A district court in Moscow ruled that the dispensation of various goods for money in the capital’s Christ the Savior Cathedral is a charity activity and not a business.
Clients are required to make a voluntary donation, not a payment, which can be any amount of money despite the price tags found on the items for sale, the defense said. The judge accepted this reasoning late on Tuesday.
The lawsuit was filed by the Consumer Rights Protection Society, a prominent consumer rights watchdog, which accused the Moscow Patriarchate of the Russian Orthodox Christian Church of running lucrative businesses at the cathedral while ignoring regulations for retail.
The cathedral, situated some 600 meters south of the Kremlin, is home to a car wash and a dry cleaner, and offers food, jewelry, and even plastic bags for sale.
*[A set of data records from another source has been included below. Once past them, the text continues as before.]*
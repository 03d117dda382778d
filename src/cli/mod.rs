// Copyright 2025-present Harīṣh Tummalachērla
// SPDX-License-Identifier: Apache-2.0

//! CLI definitions for the savera command-line interface.
//!
//! Four subcommands: `check` builds and verifies suffix arrays for a corpus,
//! `verify` checks a suffix array file produced by some other tool, `build`
//! writes one with SA-IS, and `bench` times construction alone.

pub mod display;

use clap::{ArgAction, Parser, Subcommand};
use std::path::PathBuf;

use savera::sa_file::IndexWidth;
use savera::BuilderKind;

#[derive(Parser)]
#[command(
    name = "savera",
    about = "Linear-time suffix array verification",
    version
)]
pub struct Cli {
    /// Increase log verbosity (-v info, -vv debug). SAVERA_LOG overrides.
    #[arg(short, long, global = true, action = ArgAction::Count)]
    pub verbose: u8,

    #[command(subcommand)]
    pub command: Commands,
}

#[derive(Subcommand)]
pub enum Commands {
    /// Build a suffix array for each file and verify it
    Check {
        /// Corpus files to check
        files: Vec<PathBuf>,

        /// JSON manifest listing corpus files (may be repeated)
        #[arg(short, long)]
        manifest: Vec<PathBuf>,

        /// Construction algorithm under test
        #[arg(short, long, value_enum, default_value_t = BuilderKind::Sais)]
        builder: BuilderKind,

        /// Worker threads (default: one per core). Each file in flight needs
        /// about 28 bytes of memory per input byte; use --jobs 1 for multi-GiB files
        #[arg(short, long)]
        jobs: Option<usize>,

        /// Print the report as JSON
        #[arg(long)]
        json: bool,
    },

    /// Verify a suffix array file against its text
    Verify {
        /// The text the suffix array was built for
        text: PathBuf,

        /// Suffix array as raw little-endian integers
        sa: PathBuf,

        /// Entry width of the suffix array file
        #[arg(short, long, value_enum, default_value_t = IndexWidth::W64)]
        width: IndexWidth,
    },

    /// Build a suffix array with SA-IS and write it to a file
    Build {
        /// Input text
        text: PathBuf,

        /// Output suffix array file
        output: PathBuf,

        /// Entry width of the output file
        #[arg(short, long, value_enum, default_value_t = IndexWidth::W64)]
        width: IndexWidth,
    },

    /// Time suffix array construction only, over cached file contents
    Bench {
        /// Corpus files to benchmark
        files: Vec<PathBuf>,

        /// JSON manifest listing corpus files (may be repeated)
        #[arg(short, long)]
        manifest: Vec<PathBuf>,

        /// Construction algorithm to time
        #[arg(short, long, value_enum, default_value_t = BuilderKind::Sais)]
        builder: BuilderKind,

        /// Builds per file
        #[arg(short = 'n', long, default_value = "5")]
        iterations: usize,

        /// Print the results as JSON
        #[arg(long)]
        json: bool,
    },
}
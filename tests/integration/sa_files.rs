//! Suffix array files written by one tool and verified by another.

use savera::sa_file::{read_suffix_array, write_suffix_array, IndexWidth, StoredSuffixArray};
use savera::{sais, verify_suffix_array, VerifyError};
use std::fs;

fn verify_stored(text: &[u8], stored: &StoredSuffixArray) -> Result<(), VerifyError> {
    match stored {
        StoredSuffixArray::U32(sa) => verify_suffix_array(text, sa),
        StoredSuffixArray::U64(sa) => verify_suffix_array(text, sa),
    }
}

#[test]
fn built_file_verifies_at_both_widths() {
    let dir = tempfile::tempdir().unwrap();
    let text = b"she sells sea shells by the sea shore";
    let sa = sais(text);

    for (width, name) in [(IndexWidth::W32, "text.sa32"), (IndexWidth::W64, "text.sa64")] {
        let path = dir.path().join(name);
        write_suffix_array(&path, &sa, width).unwrap();
        assert_eq!(fs::metadata(&path).unwrap().len() as usize, sa.len() * width.bytes());

        let stored = read_suffix_array(&path, width).unwrap();
        assert_eq!(verify_stored(text, &stored), Ok(()));
    }
}

#[test]
fn reading_at_the_wrong_width_fails_verification() {
    let dir = tempfile::tempdir().unwrap();
    let text = b"banana";
    let path = dir.path().join("banana.sa");
    write_suffix_array(&path, &sais(text), IndexWidth::W32).unwrap();

    // 24 bytes read as 64-bit entries: three garbage entries for six bytes
    let stored = read_suffix_array(&path, IndexWidth::W64).unwrap();
    assert_eq!(stored.len(), 3);
    assert!(matches!(
        verify_stored(text, &stored),
        Err(VerifyError::LengthMismatch {
            buffer_len: 6,
            array_len: 3
        })
    ));
}

#[test]
fn corrupted_file_is_rejected() {
    let dir = tempfile::tempdir().unwrap();
    let text = b"mississippi";
    let path = dir.path().join("mississippi.sa");
    write_suffix_array(&path, &sais(text), IndexWidth::W32).unwrap();

    // Swap the first two entries on disk
    let mut bytes = fs::read(&path).unwrap();
    let (head, tail) = bytes.split_at_mut(4);
    head.swap_with_slice(&mut tail[..4]);
    fs::write(&path, &bytes).unwrap();

    let stored = read_suffix_array(&path, IndexWidth::W32).unwrap();
    let err = verify_stored(text, &stored).unwrap_err();
    assert_eq!(err.kind(), "reconstruction_mismatch");
}
// Copyright 2025-present Harīṣh Tummalachērla
// SPDX-License-Identifier: Apache-2.0

//! Raw suffix array files for the command line.
//!
//! A suffix array on disk is just its entries as little-endian unsigned
//! integers of a fixed width, no header. 32-bit entries cover inputs up to
//! 4 GiB; anything larger needs 64-bit entries.

use anyhow::{bail, Context, Result};
use clap::ValueEnum;
use std::fs::{self, File};
use std::io::{BufWriter, Write};
use std::path::Path;

/// Entry width of a suffix array file.
#[derive(Debug, Clone, Copy, PartialEq, Eq, Default, ValueEnum)]
pub enum IndexWidth {
    #[value(name = "32")]
    W32,
    #[default]
    #[value(name = "64")]
    W64,
}

impl IndexWidth {
    pub fn bytes(self) -> usize {
        match self {
            IndexWidth::W32 => 4,
            IndexWidth::W64 => 8,
        }
    }
}

/// A suffix array read from disk, kept in its stored width.
#[derive(Debug, Clone, PartialEq, Eq)]
pub enum StoredSuffixArray {
    U32(Vec<u32>),
    U64(Vec<u64>),
}

impl StoredSuffixArray {
    pub fn len(&self) -> usize {
        match self {
            StoredSuffixArray::U32(v) => v.len(),
            StoredSuffixArray::U64(v) => v.len(),
        }
    }

    pub fn is_empty(&self) -> bool {
        self.len() == 0
    }
}

/// Decode a suffix array from raw little-endian bytes.
pub fn decode_suffix_array(bytes: &[u8], width: IndexWidth) -> Result<StoredSuffixArray> {
    let w = width.bytes();
    if bytes.len() % w != 0 {
        bail!(
            "suffix array file has {} bytes, not a multiple of the {}-byte entry width",
            bytes.len(),
            w
        );
    }

    Ok(match width {
        IndexWidth::W32 => StoredSuffixArray::U32(
            bytes
                .chunks_exact(4)
                .map(|c| u32::from_le_bytes([c[0], c[1], c[2], c[3]]))
                .collect(),
        ),
        IndexWidth::W64 => StoredSuffixArray::U64(
            bytes
                .chunks_exact(8)
                .map(|c| u64::from_le_bytes([c[0], c[1], c[2], c[3], c[4], c[5], c[6], c[7]]))
                .collect(),
        ),
    })
}

/// Read a suffix array file.
pub fn read_suffix_array(path: &Path, width: IndexWidth) -> Result<StoredSuffixArray> {
    let bytes = fs::read(path).with_context(|| format!("Failed to read {}", path.display()))?;
    decode_suffix_array(&bytes, width).with_context(|| format!("Invalid suffix array {}", path.display()))
}

/// Write `sa` to `path` with the given entry width.
pub fn write_suffix_array(path: &Path, sa: &[usize], width: IndexWidth) -> Result<()> {
    let file = File::create(path).with_context(|| format!("Failed to create {}", path.display()))?;
    let mut out = BufWriter::new(file);

    match width {
        IndexWidth::W32 => {
            for (i, &entry) in sa.iter().enumerate() {
                let Ok(entry) = u32::try_from(entry) else {
                    bail!("sa[{}] = {} does not fit in a 32-bit entry; use --width 64", i, entry);
                };
                out.write_all(&entry.to_le_bytes())?;
            }
        }
        IndexWidth::W64 => {
            for &entry in sa {
                out.write_all(&(entry as u64).to_le_bytes())?;
            }
        }
    }

    out.flush()
        .with_context(|| format!("Failed to write {}", path.display()))
}
use crate::{
    config::Config, inference_service::InferenceService, registry::ModelRegistry,
    server::HttpServer, telemetry::Metrics,
};
use std::{error::Error, sync::Arc};

pub async fn start_app(config: Config) -> Result<(), Box<dyn Error>> {
    tracing::info!("Initializing age prediction models");
    let registry = Arc::new(ModelRegistry::initialize(&config.models));
    tracing::info!(
        ensemble_available = registry.is_ensemble_available(),
        transfer_available = registry.is_transfer_available(),
        "Model registry ready"
    );

    let metrics = match Metrics::new() {
        Ok(metrics) => Arc::new(metrics),
        Err(e) => {
            tracing::error!("Failed to initialize metrics: {:?}", e);
            return Err(Box::new(e));
        }
    };

    let inference_service = InferenceService::new(registry);
    let server = HttpServer::new(inference_service, metrics, &config.server).await?;

    server.run().await?;

    Ok(())
}
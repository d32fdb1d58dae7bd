use ndarray::ArrayView4;
use thiserror::Error;

#[derive(Error, Debug)]
pub enum InferenceError {
    #[error("session mutex poisoned: {0}")]
    Poisoned(String),
    #[error("failed to build tensor: {0}")]
    Tensor(String),
    #[error("inference failed: {0}")]
    Run(String),
    #[error("failed to extract tensor: {0}")]
    Extract(String),
    #[error("model {0} returned an empty output")]
    EmptyOutput(String),
}

/// A loaded model that maps one preprocessed image batch to a scalar age.
pub trait AgeModel: Send + Sync + 'static {
    fn name(&self) -> &str;
    fn predict(&self, input: ArrayView4<'_, f32>) -> Result<f32, InferenceError>;
}
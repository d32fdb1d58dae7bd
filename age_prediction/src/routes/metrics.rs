use crate::server::SharedState;
use axum::{
    extract::State,
    http::StatusCode,
    response::{IntoResponse, Response},
};
use prometheus::{Encoder, TextEncoder};

pub async fn metrics_handler(State(state): State<SharedState>) -> Response {
    let metric_families = state.metrics.registry.gather();

    let mut buffer = Vec::new();
    let encoder = TextEncoder::new();
    if let Err(e) = encoder.encode(&metric_families, &mut buffer) {
        tracing::error!("Failed to encode metrics: {}", e);
        return StatusCode::INTERNAL_SERVER_ERROR.into_response();
    }

    match String::from_utf8(buffer) {
        Ok(body) => body.into_response(),
        Err(e) => {
            tracing::error!("Metrics are not valid UTF-8: {}", e);
            StatusCode::INTERNAL_SERVER_ERROR.into_response()
        }
    }
}
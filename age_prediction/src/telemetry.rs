use prometheus::{HistogramOpts, HistogramVec, IntCounterVec, Opts, Registry};

/// `(start, end, step)` in milliseconds. A single decode plus one CNN pass
/// lands in the first segment; a cold hybrid run on CPU reaches the tail.
const LATENCY_SEGMENTS: &[(u64, u64, u64)] = &[
    (5, 100, 5),
    (100, 500, 25),
    (500, 2000, 100),
    (2000, 10000, 1000),
];

pub struct Metrics {
    request_counter: IntCounterVec,
    prediction_counter: IntCounterVec,
    prediction_duration: HistogramVec,
    pub registry: Registry,
}

impl Metrics {
    pub fn new() -> Result<Self, prometheus::Error> {
        let registry = Registry::new();

        let request_counter = IntCounterVec::new(
            Opts::new("requests_total", "Total number of requests"),
            &["route"],
        )?;

        let prediction_counter = IntCounterVec::new(
            Opts::new("predictions_total", "Total number of prediction requests"),
            &["model_choice", "outcome"],
        )?;

        let boundaries = latency_buckets(LATENCY_SEGMENTS);

        let prediction_duration = HistogramVec::new(
            HistogramOpts::new(
                "prediction_duration_ms",
                "Duration of prediction operations in milliseconds",
            )
            .buckets(boundaries),
            &["model_choice"],
        )?;

        registry.register(Box::new(request_counter.clone()))?;
        registry.register(Box::new(prediction_counter.clone()))?;
        registry.register(Box::new(prediction_duration.clone()))?;

        Ok(Metrics {
            request_counter,
            prediction_counter,
            prediction_duration,
            registry,
        })
    }

    pub fn record_request(&self, route: &str) {
        self.request_counter.with_label_values(&[route]).inc();
    }

    pub fn record_prediction(&self, model_choice: &str, outcome: &str) {
        self.prediction_counter
            .with_label_values(&[model_choice, outcome])
            .inc();
    }

    pub fn record_prediction_duration(&self, duration_ms: f64, model_choice: &str) {
        self.prediction_duration
            .with_label_values(&[model_choice])
            .observe(duration_ms);
    }
}

/// Expands segments into strictly increasing bucket bounds. Segment ends are
/// inclusive and shared boundaries are emitted once.
fn latency_buckets(segments: &[(u64, u64, u64)]) -> Vec<f64> {
    let mut bounds: Vec<u64> = Vec::new();
    for &(start, end, step) in segments {
        let step = usize::try_from(step.max(1)).unwrap_or(usize::MAX);
        for bound in (start..=end).step_by(step) {
            if bounds.last().is_none_or(|&last| bound > last) {
                bounds.push(bound);
            }
        }
    }
    bounds.into_iter().map(|b| b as f64).collect()
}
use crate::{
    inference_service::{ModelChoice, PredictionError},
    server::SharedState,
};
use axum::{
    body::Bytes,
    extract::{
        multipart::{MultipartError, MultipartRejection},
        Multipart, State,
    },
    http::StatusCode,
    response::{IntoResponse, Json, Response},
};
use serde::{Deserialize, Serialize};
use std::time::Instant;
use thiserror::Error;
use tracing::instrument;

#[derive(Error, Debug)]
pub enum ApiError {
    #[error("Invalid request method")]
    MethodNotAllowed,
    #[error("Missing 'image' or 'model_choice'")]
    MissingFields,
    #[error("Invalid model choice: {0}")]
    InvalidChoice(String),
    #[error("An internal error occurred during prediction.")]
    Internal,
}

#[derive(Serialize, Deserialize)]
pub struct ErrorBody {
    pub error: String,
}

#[derive(Serialize, Deserialize)]
pub struct Prediction {
    pub predicted_age: f64,
}

impl IntoResponse for ApiError {
    fn into_response(self) -> Response {
        let status = match self {
            ApiError::MethodNotAllowed => StatusCode::METHOD_NOT_ALLOWED,
            ApiError::MissingFields | ApiError::InvalidChoice(_) => StatusCode::BAD_REQUEST,
            ApiError::Internal => StatusCode::INTERNAL_SERVER_ERROR,
        };
        let body = ErrorBody {
            error: self.to_string(),
        };
        (status, Json(body)).into_response()
    }
}

struct PredictForm {
    image: Bytes,
    model_choice: String,
}

/// Collects the `image` file part and the `model_choice` text part. A repeated
/// field keeps its last value. A part with an empty filename is not a file.
async fn read_form(mut multipart: Multipart) -> Result<Option<PredictForm>, MultipartError> {
    let mut image = None;
    let mut model_choice = None;

    while let Some(field) = multipart.next_field().await? {
        let name = field.name().map(str::to_owned);
        let is_file = field.file_name().is_some_and(|f| !f.is_empty());
        match (name.as_deref(), is_file) {
            (Some("image"), true) => image = Some(field.bytes().await?),
            (Some("model_choice"), false) => model_choice = Some(field.text().await?),
            _ => {}
        }
    }

    Ok(image
        .zip(model_choice)
        .map(|(image, model_choice)| PredictForm {
            image,
            model_choice,
        }))
}

#[instrument(skip_all)]
pub async fn predict(
    State(state): State<SharedState>,
    multipart: Result<Multipart, MultipartRejection>,
) -> Result<Json<Prediction>, ApiError> {
    let form = match multipart {
        // A body that breaks off mid-stream or exceeds the upload limit is not
        // a missing field.
        Ok(multipart) => read_form(multipart).await.map_err(|e| {
            tracing::error!(status = %e.status(), "Failed to read multipart body: {}", e);
            state.metrics.record_prediction("none", "error");
            ApiError::Internal
        })?,
        Err(rejection) => {
            tracing::warn!("Request is not a multipart form: {}", rejection);
            None
        }
    };
    let Some(form) = form else {
        state.metrics.record_prediction("none", "missing_fields");
        return Err(ApiError::MissingFields);
    };

    let label = ModelChoice::try_from(form.model_choice.as_str())
        .map(|choice| choice.as_str())
        .unwrap_or("invalid");

    let start = Instant::now();
    let result = state
        .inference_service
        .predict(form.image, form.model_choice)
        .await;
    state
        .metrics
        .record_prediction_duration(start.elapsed().as_secs_f64() * 1000.0, label);

    match result {
        Ok(predicted_age) => {
            state.metrics.record_prediction(label, "success");
            tracing::info!(model_choice = label, predicted_age, "Prediction served");
            Ok(Json(Prediction { predicted_age }))
        }
        Err(PredictionError::InvalidChoice(choice)) => {
            state.metrics.record_prediction(label, "invalid_choice");
            Err(ApiError::InvalidChoice(choice))
        }
        Err(e) => {
            state.metrics.record_prediction(label, "error");
            tracing::error!("Prediction Error: {}", e);
            Err(ApiError::Internal)
        }
    }
}

pub async fn method_not_allowed() -> ApiError {
    ApiError::MethodNotAllowed
}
It is owned by the city, not the church, but the patriarchate is managing its operations.
The patriarchate said earlier it was not responsible for trade at the cathedral, but still appeared as a defendant in court, its lawyers claiming the sale was in fact charity.
All goods on sale were religious items because they were sprinkled with holy water, the defense added, Gazeta.ru reported.
The Consumer Rights Protection Society will likely appeal the verdict, group representatives said.
Meanwhile, Moskovskie Novosti newspaper tried on Wednesday to follow through on the church’s proposed model of payment by visiting several Moscow churches, including Christ the Savior Cathedral, and trying to pick up “charity” items for donations smaller than the price tags. All attempts to pay less than the allegedly voluntary donation sum failed, the paper said.